In 1969, while living in Berkeley, California, my daughter was born. Her father and I lived on the second floor of an old nineteenth-century house. It had what had once been an upstairs porch that had been enclosed and turned into a room. This became my daughter's room. The house had a small backyard and a basement, which we rarely used. Alec, having quit high school years earlier, was just finishing his GED so he could enter college.
This was a very strange time in my life. I was experiencing racism for the first time and was in a very confused state, not knowing what I would do with my life or how I would live with the racism that surrounded me. Having just had a baby, I actually felt mentally lost and didn't know it.

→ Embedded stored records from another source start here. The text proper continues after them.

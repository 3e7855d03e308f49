//! Field mappings for the individual data sources.
//!
//! Each submodule implements [`SourceMapping`] for one institution:
//!
//! - [`khm`] — source 109, Kunsthochschule für Medien Köln (XML export with
//!   parent/child records)
//! - [`marburg`] — source 73, MEDIENwissenschaft reviews (DataCite XML)
//! - [`bundesarchiv`] — source 148, Bundesarchiv Filmarchiv (MARC input)
//! - [`imslp`] — source 15, IMSLP (directory of XML documents)
//!
//! [`Source`] ties the mappings to their input shapes and default paths.
//! The helpers below are shared between mappings.

pub mod bundesarchiv;
pub mod imslp;
pub mod khm;
pub mod marburg;

use crate::driver::{RecordSource, SourceMapping};
use crate::error::{ConvertError, Result};
use crate::format_table::FormatTable;
use std::fmt;
use std::path::{Path, PathBuf};
use std::str::FromStr;

/// Supported data sources.
#[derive(Debug, Clone, Copy, PartialEq, Eq)]
pub enum Source {
    /// 109 Kunsthochschule für Medien Köln
    Khm,
    /// 73 MEDIENwissenschaft (Marburg)
    Marburg,
    /// 148 Bundesarchiv Filmarchiv
    Bundesarchiv,
    /// 15 IMSLP
    Imslp,
}

impl Source {
    /// Numeric source identifier.
    #[must_use]
    pub fn id(self) -> &'static str {
        match self {
            Source::Khm => "109",
            Source::Marburg => "73",
            Source::Bundesarchiv => "148",
            Source::Imslp => "15",
        }
    }

    /// Input path used when none is given.
    #[must_use]
    pub fn default_input(self) -> PathBuf {
        PathBuf::from(match self {
            Source::Khm => "109_input.xml",
            Source::Marburg => "73_input_datacite.xml",
            Source::Bundesarchiv => "148_input.mrc",
            Source::Imslp => "IMSLP_neu",
        })
    }

    /// Output path used when none is given.
    #[must_use]
    pub fn default_output(self) -> PathBuf {
        PathBuf::from(format!("{}_output.mrc", self.id()))
    }

    /// How records are read from `input`.
    #[must_use]
    pub fn record_source(self, input: &Path) -> RecordSource {
        let path = input.to_path_buf();
        match self {
            Source::Khm => RecordSource::XmlStream {
                path,
                tag: "record".to_string(),
            },
            Source::Marburg => RecordSource::XmlStream {
                path,
                tag: "Record".to_string(),
            },
            Source::Bundesarchiv => RecordSource::MarcFile { path },
            Source::Imslp => RecordSource::XmlDirectory { path },
        }
    }

    /// Build the mapping for this source.
    ///
    /// `extra` is the optional extra mapping argument; only IMSLP uses it.
    ///
    /// # Errors
    ///
    /// Returns an error if the extra mapping cannot be loaded.
    pub fn mapping(
        self,
        formats: FormatTable,
        extra: Option<&Path>,
    ) -> Result<Box<dyn SourceMapping>> {
        Ok(match self {
            Source::Khm => Box::new(khm::KhmMapping::new(formats)),
            Source::Marburg => Box::new(marburg::MarburgMapping::new()),
            Source::Bundesarchiv => Box::new(bundesarchiv::BundesarchivMapping::new()),
            Source::Imslp => {
                let fieldmap = match extra {
                    Some(path) if path.is_dir() => imslp::Fieldmap::from_legacy_directory(path)?,
                    Some(path) => imslp::Fieldmap::from_json_file(path)?,
                    None => {
                        let legacy = Path::new(imslp::LEGACY_DIRECTORY);
                        if legacy.is_dir() {
                            imslp::Fieldmap::from_legacy_directory(legacy)?
                        } else {
                            imslp::Fieldmap::default()
                        }
                    },
                };
                Box::new(imslp::ImslpMapping::new(fieldmap))
            },
        })
    }
}

impl fmt::Display for Source {
    fn fmt(&self, f: &mut fmt::Formatter<'_>) -> fmt::Result {
        f.write_str(self.id())
    }
}

impl FromStr for Source {
    type Err = ConvertError;

    fn from_str(s: &str) -> Result<Self> {
        match s {
            "109" | "khm" => Ok(Source::Khm),
            "73" | "marburg" => Ok(Source::Marburg),
            "148" | "bundesarchiv" => Ok(Source::Bundesarchiv),
            "15" | "imslp" => Ok(Source::Imslp),
            other => Err(ConvertError::Config(format!(
                "unknown source '{other}', expected one of 109, 73, 148, 15"
            ))),
        }
    }
}

/// Output identifier `finc-<source>-<local id>`.
#[must_use]
pub fn finc_id(source_id: &str, local_id: &str) -> String {
    format!("finc-{source_id}-{local_id}")
}

/// Remove `<<` and `>>` non-sorting markers.
#[must_use]
pub fn remove_brackets(value: &str) -> String {
    value.replace("<<", "").replace(">>", "")
}

/// 260 subfields with ISBD punctuation for place, publisher and year.
///
/// Empty parts are left out and the punctuation adapts:
/// `Leipzig : Hirzel, 1850`.
#[must_use]
pub fn imprint(place: &str, publisher: &str, year: &str) -> Vec<(char, String)> {
    let parts: Vec<(char, &str)> = [('a', place), ('b', publisher), ('c', year)]
        .into_iter()
        .filter(|(_, value)| !value.is_empty())
        .collect();

    parts
        .iter()
        .enumerate()
        .map(|(i, (code, value))| {
            let separator = match (*code, parts.get(i + 1).map(|(next, _)| *next)) {
                ('a', Some('b')) => " : ",
                (_, Some('c')) => ", ",
                _ => "",
            };
            (*code, format!("{value}{separator}"))
        })
        .collect()
}

/// Capitalize the first letter of every word and lowercase the rest.
#[must_use]
pub fn title_case(value: &str) -> String {
    let mut out = String::with_capacity(value.len());
    let mut in_word = false;
    for c in value.chars() {
        if c.is_alphabetic() {
            if in_word {
                out.extend(c.to_lowercase());
            } else {
                out.extend(c.to_uppercase());
            }
            in_word = true;
        } else {
            out.push(c);
            in_word = false;
        }
    }
    out
}

/// Decode the five predefined XML entities.
#[must_use]
pub fn html_unescape(value: &str) -> String {
    if !value.contains('&') {
        return value.to_string();
    }
    value
        .replace("&lt;", "<")
        .replace("&gt;", ">")
        .replace("&quot;", "\"")
        .replace("&apos;", "'")
        .replace("&amp;", "&")
}

/// Borrow `(code, String)` pairs as `(code, &str)`.
#[must_use]
pub fn as_pairs(subfields: &[(char, String)]) -> Vec<(char, &str)> {
    subfields
        .iter()
        .map(|(code, value)| (*code, value.as_str()))
        .collect()
}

I loved my baby. Alec loved the baby. We both spent hours with her, experiencing parenthood. For the first time in my life, I was responsible for another human being who was completely dependent on me.
Alec and I supplemented our small income by making large candles in our cellar and selling them on the college campus and on the streets of Berkeley. With that, and Alec's small allowance from his family, we survived.
Around this time, I moved into another old two-story house and rented one of the bedrooms to a Japanese woman who had left her husband in Japan and brought her three-year-old son, Tui, with her.
It was a wonderful old house and it had a calming effect on me. My bedroom had once been an enclosed porch that wrapped around the second floor. It was surrounded by walls of windows, so I lived in sunlight throughout the day. Ivy grew over the windows, and I was constantly pulling it away from the glass. As I did, the tiny feet of the vines remained stuck to the panes.
I loved that house. It was one of the happiest times in my life. My daughter and Tui became fast friends and played together all day whenever we were home. I lived then in a worldly daze of wonder. I was amazingly brave and believed I could take care of myself and that nothing would happen to me. So, I moved through the world that way.
I found work producing journalistic video pieces for the newly emerging cable television stations. My father had been a photographer and filmmaker in his spare time, so I grew up surrounded by cameras and learned from him how to use them. At the time, I had no idea this would become the career I would follow until I retired.
Motherhood had changed me, and I began to feel the need to complete my education. I knew I had to find work, but I also needed someone to care for my daughter. So, I joined the Berkeley women's movement and worked with other women in the community to develop daycare.
Merritt College, a two-year college, was free. The Panther Party had transformed the atmosphere of the college and influenced the curriculum, making it relevant to the people we were and the lives we were living. They brought in remarkable teachers. There were courses in the Psychology of La Raza, African Art, African History, and many others.
Among those teachers was Dr. John Henrik Clarke.
It was there that I met him.
From the moment our eyes met, we both knew that we knew each other. It was as though we had returned to a time when we had belonged to the same tribe, the same neighborhood, the same family.
His lectures were extraordinary. I drank in his words and the images he showed us as though they were coconut water on a scorching, thirsty day.
The classes were unlike anything I had ever experienced. The Psychology of La Raza introduced me to a part of American history I had never been taught. Black Art. African History. No one had ever told me about my African roots. These were only a few among many remarkable courses. My daughter attended the Panther Party daycare center so women could study. It truly was the People's College.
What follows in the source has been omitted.